Copy every line of the entries that includes the word "axum".
+ + + +
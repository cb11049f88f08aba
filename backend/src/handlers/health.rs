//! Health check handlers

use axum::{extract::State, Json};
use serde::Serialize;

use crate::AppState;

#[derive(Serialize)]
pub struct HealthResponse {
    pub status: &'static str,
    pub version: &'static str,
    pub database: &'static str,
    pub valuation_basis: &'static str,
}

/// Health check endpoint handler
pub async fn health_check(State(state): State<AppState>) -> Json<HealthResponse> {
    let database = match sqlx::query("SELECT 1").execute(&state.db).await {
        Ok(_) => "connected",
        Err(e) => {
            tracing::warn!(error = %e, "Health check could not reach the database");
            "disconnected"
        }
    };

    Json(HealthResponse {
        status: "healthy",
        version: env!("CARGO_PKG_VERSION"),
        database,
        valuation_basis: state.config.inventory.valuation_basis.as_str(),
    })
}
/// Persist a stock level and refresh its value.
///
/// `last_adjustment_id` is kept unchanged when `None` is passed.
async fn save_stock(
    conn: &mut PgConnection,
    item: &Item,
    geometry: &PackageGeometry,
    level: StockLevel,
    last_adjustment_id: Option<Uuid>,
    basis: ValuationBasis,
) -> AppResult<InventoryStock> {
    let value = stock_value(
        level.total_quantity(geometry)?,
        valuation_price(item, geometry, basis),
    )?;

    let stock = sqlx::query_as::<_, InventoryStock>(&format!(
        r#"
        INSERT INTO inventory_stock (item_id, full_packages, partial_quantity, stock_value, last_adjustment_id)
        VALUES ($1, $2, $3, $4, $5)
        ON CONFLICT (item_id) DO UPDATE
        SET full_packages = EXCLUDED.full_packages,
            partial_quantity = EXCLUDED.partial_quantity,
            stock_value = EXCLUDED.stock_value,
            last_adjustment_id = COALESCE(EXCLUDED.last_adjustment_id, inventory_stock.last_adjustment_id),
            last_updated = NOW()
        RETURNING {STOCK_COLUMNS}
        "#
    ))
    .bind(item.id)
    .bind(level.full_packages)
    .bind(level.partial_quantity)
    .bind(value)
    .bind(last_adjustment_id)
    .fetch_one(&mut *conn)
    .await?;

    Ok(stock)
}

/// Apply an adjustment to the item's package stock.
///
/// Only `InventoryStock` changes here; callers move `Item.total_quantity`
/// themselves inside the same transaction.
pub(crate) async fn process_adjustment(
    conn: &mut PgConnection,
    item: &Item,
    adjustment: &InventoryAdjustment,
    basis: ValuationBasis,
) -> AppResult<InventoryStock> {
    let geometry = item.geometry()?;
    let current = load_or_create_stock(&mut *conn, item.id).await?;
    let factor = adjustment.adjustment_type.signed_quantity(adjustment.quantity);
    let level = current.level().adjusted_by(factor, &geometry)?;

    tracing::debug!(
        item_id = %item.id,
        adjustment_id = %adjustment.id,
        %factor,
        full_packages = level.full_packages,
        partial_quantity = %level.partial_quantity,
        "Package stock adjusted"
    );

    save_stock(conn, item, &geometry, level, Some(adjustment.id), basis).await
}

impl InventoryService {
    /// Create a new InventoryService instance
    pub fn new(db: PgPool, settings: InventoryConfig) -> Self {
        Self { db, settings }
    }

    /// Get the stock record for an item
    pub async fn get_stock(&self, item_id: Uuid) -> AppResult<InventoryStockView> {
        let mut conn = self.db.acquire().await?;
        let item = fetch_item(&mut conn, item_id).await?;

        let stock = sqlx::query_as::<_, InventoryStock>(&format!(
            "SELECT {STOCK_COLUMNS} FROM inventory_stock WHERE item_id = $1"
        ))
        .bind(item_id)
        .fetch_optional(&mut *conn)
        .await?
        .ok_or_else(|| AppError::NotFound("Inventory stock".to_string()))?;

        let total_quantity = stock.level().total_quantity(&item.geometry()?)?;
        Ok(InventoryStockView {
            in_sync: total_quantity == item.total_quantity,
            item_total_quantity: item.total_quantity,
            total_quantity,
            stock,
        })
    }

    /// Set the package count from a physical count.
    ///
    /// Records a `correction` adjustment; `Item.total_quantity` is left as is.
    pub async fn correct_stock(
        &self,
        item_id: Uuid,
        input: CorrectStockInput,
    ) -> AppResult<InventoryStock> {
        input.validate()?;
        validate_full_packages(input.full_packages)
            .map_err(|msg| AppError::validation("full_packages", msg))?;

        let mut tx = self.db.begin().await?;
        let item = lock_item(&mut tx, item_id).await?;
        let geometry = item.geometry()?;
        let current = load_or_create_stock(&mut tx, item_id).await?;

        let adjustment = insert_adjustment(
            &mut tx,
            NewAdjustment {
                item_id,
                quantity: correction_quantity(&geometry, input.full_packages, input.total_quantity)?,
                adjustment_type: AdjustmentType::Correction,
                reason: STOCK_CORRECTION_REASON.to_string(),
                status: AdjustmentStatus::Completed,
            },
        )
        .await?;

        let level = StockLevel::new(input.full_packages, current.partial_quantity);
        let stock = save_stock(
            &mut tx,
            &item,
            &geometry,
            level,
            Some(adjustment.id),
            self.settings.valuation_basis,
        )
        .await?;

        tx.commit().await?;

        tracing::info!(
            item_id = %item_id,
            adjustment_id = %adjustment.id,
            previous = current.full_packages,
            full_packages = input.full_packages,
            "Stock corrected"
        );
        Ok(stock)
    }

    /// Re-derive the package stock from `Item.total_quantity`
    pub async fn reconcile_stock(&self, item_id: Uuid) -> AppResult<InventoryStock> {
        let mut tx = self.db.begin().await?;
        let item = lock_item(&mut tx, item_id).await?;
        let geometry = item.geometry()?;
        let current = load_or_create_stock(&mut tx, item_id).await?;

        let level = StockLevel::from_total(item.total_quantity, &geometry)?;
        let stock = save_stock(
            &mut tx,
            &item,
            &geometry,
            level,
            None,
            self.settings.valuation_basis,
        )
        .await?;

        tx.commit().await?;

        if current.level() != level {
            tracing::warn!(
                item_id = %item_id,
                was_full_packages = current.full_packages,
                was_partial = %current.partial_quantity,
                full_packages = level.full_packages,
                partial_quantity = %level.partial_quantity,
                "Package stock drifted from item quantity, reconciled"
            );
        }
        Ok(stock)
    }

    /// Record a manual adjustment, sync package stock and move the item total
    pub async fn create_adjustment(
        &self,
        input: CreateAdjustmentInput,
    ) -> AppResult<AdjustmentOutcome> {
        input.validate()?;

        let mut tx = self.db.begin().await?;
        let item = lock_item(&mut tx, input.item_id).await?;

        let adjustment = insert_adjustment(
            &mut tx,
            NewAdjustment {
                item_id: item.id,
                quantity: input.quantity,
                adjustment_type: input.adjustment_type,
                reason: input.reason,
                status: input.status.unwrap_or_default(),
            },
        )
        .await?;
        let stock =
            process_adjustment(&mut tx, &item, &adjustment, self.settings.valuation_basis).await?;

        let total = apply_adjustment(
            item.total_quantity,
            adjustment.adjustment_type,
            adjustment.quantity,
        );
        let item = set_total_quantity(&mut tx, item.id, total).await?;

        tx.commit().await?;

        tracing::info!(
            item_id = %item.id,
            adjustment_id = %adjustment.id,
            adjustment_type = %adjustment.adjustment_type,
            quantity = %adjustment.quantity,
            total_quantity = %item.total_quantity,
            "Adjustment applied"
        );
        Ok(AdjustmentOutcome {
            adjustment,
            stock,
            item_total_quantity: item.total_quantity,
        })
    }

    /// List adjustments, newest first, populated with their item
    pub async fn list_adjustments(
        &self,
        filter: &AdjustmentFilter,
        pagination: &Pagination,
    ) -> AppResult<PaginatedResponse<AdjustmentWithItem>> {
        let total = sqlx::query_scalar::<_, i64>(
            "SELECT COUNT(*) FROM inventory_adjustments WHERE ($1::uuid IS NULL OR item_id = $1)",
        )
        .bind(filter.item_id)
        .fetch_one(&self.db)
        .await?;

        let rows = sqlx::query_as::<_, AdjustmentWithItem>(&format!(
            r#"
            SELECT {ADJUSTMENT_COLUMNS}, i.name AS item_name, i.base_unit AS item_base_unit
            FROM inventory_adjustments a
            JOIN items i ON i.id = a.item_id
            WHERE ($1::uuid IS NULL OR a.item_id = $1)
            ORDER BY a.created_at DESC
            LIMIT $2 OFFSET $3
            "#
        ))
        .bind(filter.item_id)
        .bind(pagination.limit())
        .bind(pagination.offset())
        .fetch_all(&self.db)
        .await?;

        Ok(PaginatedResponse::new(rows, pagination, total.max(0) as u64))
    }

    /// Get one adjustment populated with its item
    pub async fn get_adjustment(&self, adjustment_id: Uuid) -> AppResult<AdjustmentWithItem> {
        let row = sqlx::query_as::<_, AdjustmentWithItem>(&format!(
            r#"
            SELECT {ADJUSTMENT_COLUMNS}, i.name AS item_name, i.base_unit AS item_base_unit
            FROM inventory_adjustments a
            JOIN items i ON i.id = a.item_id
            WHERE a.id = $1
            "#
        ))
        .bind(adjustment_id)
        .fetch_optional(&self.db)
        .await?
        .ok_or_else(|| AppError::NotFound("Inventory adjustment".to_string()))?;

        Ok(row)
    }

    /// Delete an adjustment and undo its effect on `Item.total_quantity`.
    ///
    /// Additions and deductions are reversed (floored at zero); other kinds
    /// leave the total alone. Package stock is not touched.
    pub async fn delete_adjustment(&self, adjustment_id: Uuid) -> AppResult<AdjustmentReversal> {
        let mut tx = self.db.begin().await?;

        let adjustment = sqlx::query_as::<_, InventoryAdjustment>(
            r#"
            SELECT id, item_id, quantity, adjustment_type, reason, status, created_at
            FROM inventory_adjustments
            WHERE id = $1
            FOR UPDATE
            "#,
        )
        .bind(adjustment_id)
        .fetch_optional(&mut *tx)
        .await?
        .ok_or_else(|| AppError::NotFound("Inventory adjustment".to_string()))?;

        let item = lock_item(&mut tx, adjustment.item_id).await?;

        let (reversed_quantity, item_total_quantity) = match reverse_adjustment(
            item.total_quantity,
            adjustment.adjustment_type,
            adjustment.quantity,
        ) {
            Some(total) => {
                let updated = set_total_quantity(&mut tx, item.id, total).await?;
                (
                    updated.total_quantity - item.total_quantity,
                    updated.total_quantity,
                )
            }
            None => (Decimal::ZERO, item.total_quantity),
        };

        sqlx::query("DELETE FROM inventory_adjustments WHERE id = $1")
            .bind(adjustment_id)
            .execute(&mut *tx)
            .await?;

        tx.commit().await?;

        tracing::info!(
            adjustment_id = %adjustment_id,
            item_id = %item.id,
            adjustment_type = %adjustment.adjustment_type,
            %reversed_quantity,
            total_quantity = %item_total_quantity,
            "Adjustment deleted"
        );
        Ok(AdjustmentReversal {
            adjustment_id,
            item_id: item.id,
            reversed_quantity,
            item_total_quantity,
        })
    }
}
+ + + +
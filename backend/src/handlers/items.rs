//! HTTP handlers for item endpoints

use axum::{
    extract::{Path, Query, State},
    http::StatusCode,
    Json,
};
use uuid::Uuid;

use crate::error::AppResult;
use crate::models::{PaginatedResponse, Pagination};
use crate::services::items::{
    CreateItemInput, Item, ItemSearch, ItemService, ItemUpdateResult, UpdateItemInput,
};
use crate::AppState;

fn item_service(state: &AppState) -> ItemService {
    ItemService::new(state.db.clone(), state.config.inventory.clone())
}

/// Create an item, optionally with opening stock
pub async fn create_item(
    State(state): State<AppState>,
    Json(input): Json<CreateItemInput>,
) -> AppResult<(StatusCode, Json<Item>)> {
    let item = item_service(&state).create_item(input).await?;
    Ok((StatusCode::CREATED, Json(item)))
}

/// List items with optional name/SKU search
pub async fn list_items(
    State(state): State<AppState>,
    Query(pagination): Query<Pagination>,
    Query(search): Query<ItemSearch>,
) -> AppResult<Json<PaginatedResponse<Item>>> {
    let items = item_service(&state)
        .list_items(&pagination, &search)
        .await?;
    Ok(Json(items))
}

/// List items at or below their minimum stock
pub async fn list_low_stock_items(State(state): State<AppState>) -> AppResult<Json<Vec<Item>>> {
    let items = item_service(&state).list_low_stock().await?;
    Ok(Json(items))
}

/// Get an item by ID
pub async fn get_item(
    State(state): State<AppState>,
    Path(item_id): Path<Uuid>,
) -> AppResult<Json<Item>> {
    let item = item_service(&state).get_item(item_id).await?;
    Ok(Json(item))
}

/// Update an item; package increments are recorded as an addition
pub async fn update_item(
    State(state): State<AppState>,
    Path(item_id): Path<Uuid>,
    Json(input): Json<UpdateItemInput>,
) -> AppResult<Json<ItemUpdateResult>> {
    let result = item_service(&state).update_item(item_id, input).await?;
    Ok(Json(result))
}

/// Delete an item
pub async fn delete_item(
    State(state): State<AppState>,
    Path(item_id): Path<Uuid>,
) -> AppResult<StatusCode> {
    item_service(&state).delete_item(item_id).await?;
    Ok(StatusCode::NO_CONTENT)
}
+ + + +
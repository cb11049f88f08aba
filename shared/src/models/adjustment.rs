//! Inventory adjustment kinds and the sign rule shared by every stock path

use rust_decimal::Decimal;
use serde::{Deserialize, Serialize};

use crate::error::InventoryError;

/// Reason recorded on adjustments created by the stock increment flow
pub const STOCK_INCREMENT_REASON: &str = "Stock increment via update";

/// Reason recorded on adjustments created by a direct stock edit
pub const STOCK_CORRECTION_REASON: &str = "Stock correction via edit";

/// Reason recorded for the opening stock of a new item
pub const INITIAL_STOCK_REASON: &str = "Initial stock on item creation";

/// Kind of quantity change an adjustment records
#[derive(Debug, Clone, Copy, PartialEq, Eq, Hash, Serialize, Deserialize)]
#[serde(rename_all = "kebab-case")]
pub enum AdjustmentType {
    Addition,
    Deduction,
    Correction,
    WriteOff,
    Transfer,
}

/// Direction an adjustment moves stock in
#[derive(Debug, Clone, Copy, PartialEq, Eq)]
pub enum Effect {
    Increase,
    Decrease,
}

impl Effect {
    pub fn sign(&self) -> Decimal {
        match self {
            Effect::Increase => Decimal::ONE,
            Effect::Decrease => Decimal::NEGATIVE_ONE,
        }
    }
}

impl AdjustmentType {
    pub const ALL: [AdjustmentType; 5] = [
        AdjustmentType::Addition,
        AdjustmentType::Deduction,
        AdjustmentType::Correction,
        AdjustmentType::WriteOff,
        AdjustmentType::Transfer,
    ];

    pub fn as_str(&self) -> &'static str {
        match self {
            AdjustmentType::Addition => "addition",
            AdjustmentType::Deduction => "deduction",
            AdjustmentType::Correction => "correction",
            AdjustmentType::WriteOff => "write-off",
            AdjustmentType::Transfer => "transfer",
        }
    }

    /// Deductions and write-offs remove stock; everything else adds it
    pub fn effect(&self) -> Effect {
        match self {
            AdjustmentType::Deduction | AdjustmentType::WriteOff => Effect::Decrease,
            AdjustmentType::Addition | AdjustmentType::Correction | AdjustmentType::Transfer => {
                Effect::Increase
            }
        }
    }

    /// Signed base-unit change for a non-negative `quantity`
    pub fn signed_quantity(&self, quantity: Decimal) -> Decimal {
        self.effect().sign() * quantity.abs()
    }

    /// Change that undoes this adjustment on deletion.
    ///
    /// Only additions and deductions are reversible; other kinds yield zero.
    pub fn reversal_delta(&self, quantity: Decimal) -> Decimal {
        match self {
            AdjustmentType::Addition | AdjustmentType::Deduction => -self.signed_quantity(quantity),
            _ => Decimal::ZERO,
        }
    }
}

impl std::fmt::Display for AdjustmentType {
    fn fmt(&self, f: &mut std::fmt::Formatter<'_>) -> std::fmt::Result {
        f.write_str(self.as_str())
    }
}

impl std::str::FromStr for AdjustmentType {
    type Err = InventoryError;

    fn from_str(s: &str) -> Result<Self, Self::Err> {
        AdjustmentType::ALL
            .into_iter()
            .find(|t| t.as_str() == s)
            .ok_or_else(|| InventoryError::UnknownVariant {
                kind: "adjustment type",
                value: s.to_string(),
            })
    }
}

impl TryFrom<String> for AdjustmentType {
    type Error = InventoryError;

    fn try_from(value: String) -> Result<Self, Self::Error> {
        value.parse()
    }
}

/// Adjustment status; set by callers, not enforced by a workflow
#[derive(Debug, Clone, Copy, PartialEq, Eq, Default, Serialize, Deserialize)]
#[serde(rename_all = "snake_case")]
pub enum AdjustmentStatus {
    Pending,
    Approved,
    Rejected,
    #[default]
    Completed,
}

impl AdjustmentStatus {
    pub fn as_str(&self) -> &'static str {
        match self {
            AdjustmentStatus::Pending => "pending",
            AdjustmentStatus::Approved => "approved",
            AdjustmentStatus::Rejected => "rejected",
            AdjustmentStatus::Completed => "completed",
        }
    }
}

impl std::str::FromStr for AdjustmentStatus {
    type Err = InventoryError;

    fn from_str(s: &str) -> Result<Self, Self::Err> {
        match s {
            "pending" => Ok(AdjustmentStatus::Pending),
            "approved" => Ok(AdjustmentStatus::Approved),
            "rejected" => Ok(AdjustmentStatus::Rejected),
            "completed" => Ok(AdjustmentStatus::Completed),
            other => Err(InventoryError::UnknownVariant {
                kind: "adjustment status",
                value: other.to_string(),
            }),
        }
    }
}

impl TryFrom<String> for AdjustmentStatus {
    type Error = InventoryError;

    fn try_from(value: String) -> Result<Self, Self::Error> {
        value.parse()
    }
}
+ + + +
• **RESULT BELOW**
use axum::{extract::State, Json};
use axum::{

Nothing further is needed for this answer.